(Extracted information)

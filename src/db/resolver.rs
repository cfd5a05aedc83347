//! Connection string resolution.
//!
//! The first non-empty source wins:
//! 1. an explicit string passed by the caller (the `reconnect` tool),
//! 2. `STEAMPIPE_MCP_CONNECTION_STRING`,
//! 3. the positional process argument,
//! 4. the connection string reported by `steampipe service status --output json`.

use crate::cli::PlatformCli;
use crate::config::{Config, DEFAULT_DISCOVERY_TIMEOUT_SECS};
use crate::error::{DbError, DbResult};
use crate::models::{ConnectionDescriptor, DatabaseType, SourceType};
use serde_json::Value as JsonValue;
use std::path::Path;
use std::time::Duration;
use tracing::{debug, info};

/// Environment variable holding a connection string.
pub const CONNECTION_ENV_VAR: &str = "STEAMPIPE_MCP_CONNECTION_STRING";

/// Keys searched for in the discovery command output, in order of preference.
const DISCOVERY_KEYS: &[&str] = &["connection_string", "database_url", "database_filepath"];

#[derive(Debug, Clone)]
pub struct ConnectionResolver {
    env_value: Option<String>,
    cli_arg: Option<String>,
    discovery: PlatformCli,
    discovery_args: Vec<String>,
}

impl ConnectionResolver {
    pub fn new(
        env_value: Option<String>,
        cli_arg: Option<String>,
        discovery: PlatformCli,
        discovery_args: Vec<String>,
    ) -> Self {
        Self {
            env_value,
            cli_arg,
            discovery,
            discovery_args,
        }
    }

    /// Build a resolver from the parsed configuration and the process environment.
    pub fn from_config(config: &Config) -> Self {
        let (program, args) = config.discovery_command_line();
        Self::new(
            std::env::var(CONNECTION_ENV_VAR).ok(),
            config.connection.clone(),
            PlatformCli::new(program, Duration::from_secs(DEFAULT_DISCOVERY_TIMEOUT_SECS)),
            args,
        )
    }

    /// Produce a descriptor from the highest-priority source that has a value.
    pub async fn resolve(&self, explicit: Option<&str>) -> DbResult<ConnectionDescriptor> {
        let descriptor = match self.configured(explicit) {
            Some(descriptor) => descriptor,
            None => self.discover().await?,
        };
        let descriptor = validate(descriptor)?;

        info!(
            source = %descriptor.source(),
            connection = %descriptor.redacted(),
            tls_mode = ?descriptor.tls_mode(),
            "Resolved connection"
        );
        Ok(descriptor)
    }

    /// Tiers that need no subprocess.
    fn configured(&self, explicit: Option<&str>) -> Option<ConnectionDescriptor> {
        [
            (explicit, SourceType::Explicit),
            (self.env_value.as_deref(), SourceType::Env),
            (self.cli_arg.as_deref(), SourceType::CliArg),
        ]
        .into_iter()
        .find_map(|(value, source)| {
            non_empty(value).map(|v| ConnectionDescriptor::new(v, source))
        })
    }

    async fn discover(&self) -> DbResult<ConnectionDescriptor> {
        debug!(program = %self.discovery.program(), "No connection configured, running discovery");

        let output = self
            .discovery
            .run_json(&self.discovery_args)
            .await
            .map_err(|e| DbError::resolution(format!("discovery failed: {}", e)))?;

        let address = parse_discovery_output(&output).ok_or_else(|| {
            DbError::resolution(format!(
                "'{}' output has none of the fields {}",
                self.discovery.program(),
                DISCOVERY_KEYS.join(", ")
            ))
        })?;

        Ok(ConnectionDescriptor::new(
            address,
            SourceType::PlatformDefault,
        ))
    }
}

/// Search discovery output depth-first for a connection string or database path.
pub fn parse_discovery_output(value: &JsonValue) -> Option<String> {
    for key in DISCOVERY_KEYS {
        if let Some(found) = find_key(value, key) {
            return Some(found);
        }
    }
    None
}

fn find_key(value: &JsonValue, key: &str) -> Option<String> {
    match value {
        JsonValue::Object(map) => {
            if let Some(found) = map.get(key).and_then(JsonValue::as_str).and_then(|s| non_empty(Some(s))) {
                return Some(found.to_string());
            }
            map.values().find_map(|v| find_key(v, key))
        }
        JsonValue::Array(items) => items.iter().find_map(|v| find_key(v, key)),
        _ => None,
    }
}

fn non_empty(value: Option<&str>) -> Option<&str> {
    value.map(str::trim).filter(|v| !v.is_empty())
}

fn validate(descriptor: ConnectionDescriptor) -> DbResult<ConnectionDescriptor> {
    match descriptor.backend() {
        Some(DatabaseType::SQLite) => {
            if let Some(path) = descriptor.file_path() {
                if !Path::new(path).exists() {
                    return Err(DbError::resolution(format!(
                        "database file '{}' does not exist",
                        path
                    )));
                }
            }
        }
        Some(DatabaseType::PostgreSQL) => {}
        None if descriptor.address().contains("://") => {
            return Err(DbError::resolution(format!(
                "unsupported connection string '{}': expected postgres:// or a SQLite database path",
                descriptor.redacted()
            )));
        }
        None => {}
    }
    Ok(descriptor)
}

(End Extracted information)
(Extracted information)

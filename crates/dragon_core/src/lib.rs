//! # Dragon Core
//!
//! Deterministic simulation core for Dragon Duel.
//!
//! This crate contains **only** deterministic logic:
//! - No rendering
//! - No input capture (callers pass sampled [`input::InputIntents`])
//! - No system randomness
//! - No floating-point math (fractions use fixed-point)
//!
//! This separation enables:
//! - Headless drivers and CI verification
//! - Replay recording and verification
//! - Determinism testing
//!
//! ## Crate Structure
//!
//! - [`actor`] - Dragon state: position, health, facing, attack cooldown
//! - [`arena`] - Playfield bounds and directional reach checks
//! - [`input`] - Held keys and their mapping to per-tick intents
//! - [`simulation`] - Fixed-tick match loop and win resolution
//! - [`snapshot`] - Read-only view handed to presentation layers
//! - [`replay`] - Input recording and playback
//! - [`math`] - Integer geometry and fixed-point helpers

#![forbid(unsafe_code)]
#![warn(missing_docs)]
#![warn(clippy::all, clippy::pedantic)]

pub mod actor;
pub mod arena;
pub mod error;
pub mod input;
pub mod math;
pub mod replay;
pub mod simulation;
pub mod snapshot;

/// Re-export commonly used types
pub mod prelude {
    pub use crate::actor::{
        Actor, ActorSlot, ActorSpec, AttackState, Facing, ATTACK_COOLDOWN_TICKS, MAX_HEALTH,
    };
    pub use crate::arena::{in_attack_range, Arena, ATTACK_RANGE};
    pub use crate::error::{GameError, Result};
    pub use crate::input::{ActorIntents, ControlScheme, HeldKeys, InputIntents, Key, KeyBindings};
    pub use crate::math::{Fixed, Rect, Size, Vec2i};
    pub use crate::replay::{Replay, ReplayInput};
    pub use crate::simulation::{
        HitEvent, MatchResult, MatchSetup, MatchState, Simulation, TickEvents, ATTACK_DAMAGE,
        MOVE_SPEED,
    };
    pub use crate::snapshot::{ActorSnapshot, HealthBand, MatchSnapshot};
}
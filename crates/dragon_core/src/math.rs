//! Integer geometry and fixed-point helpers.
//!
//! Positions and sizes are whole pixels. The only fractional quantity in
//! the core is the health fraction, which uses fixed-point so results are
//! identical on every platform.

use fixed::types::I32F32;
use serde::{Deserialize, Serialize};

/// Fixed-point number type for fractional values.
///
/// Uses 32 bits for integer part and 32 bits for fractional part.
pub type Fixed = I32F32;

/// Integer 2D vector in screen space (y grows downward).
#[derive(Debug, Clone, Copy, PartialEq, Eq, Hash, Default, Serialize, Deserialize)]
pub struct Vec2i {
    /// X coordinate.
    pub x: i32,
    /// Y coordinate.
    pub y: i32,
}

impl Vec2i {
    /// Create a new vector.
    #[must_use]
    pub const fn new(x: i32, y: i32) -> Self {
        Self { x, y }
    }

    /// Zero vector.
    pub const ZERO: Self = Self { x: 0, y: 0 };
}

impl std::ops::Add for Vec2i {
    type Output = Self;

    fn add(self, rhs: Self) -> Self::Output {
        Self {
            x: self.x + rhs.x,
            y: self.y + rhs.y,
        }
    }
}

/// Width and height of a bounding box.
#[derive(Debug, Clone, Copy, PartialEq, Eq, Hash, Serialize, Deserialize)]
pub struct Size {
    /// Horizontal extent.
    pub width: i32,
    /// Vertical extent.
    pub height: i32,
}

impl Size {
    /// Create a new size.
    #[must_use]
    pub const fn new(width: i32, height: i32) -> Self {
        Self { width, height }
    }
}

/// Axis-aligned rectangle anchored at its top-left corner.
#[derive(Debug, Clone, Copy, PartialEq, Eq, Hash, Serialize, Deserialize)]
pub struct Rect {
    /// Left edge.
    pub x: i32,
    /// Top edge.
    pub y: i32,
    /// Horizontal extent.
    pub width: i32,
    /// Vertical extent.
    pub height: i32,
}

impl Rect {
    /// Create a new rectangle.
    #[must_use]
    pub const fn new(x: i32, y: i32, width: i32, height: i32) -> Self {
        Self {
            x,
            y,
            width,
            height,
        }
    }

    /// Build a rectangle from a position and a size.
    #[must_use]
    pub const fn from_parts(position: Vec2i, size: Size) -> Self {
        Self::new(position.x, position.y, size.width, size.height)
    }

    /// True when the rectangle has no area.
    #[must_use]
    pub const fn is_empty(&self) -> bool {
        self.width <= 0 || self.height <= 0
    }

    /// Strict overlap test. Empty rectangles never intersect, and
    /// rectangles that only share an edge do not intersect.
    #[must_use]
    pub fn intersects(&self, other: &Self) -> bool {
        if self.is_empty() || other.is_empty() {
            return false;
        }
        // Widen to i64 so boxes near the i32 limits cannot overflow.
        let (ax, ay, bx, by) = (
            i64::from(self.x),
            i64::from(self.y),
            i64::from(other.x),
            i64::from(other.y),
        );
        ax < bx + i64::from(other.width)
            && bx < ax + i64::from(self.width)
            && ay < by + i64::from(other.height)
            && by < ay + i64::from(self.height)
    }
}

(End Extracted information)
(Extracted information)

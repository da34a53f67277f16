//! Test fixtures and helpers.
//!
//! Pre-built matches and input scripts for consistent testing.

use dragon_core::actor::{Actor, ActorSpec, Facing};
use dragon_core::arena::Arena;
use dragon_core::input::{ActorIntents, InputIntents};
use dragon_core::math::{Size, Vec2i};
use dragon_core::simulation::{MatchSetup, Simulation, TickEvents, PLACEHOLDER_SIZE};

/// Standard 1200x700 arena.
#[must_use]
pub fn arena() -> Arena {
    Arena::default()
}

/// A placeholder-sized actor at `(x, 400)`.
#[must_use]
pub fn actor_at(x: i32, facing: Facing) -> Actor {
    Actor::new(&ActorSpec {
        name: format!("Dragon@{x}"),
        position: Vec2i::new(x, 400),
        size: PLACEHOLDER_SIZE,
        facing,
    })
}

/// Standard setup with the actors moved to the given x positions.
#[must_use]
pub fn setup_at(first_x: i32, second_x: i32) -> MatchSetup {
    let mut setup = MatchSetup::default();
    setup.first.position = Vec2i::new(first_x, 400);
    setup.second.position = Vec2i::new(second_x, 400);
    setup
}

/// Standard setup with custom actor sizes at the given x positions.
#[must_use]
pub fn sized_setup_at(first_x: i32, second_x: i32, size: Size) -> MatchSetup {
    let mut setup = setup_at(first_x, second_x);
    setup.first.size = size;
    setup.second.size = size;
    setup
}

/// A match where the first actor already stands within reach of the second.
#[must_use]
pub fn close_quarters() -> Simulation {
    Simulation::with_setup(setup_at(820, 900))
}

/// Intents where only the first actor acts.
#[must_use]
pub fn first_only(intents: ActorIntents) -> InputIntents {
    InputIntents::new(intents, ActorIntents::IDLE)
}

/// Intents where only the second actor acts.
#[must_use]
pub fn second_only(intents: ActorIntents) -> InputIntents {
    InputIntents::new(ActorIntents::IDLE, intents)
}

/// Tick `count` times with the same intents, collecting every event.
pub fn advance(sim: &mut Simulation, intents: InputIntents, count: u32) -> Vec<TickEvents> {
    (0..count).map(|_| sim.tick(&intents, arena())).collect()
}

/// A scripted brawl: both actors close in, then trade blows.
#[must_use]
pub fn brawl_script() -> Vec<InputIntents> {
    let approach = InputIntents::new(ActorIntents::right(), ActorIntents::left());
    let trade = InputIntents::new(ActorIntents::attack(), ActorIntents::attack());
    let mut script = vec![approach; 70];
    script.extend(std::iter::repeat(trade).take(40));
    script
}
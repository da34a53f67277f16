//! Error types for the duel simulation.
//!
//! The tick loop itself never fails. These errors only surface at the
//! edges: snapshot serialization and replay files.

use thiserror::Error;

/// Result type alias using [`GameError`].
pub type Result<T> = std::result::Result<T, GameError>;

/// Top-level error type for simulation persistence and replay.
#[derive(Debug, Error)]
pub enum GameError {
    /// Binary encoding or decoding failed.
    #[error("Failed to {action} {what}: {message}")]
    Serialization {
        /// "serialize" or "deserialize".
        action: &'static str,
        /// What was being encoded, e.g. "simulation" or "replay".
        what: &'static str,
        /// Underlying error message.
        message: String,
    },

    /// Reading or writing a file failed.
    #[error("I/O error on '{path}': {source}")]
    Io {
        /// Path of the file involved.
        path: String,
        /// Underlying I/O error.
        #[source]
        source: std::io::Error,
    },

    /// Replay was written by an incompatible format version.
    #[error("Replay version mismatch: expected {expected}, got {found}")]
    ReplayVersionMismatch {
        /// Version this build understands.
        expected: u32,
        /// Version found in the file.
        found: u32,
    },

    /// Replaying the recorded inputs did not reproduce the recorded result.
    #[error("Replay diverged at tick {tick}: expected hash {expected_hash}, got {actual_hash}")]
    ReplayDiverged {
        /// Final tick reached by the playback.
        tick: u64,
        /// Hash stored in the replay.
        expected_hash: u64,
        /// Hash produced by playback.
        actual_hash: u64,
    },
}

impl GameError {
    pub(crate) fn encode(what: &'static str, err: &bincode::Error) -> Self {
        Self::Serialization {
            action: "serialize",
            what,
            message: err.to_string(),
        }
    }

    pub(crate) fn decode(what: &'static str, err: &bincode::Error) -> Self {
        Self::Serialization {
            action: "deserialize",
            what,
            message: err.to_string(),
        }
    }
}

(End Extracted information)

→ Work order: Could you return exactly the lines above from the line with "filename src/db/resolver.rs" to the line with "use crate::cli::PlatformCli;", both included, and nothing else?

→ Result of this task:
filename src/db/resolver.rs
repository cfd5a05aedc83347
//! Connection string resolution.
//!
//! The first non-empty source wins:
//! 1. an explicit string passed by the caller (the `reconnect` tool),
//! 2. `STEAMPIPE_MCP_CONNECTION_STRING`,
//! 3. the positional process argument,
//! 4. the connection string reported by `steampipe service status --output json`.

use crate::cli::PlatformCli;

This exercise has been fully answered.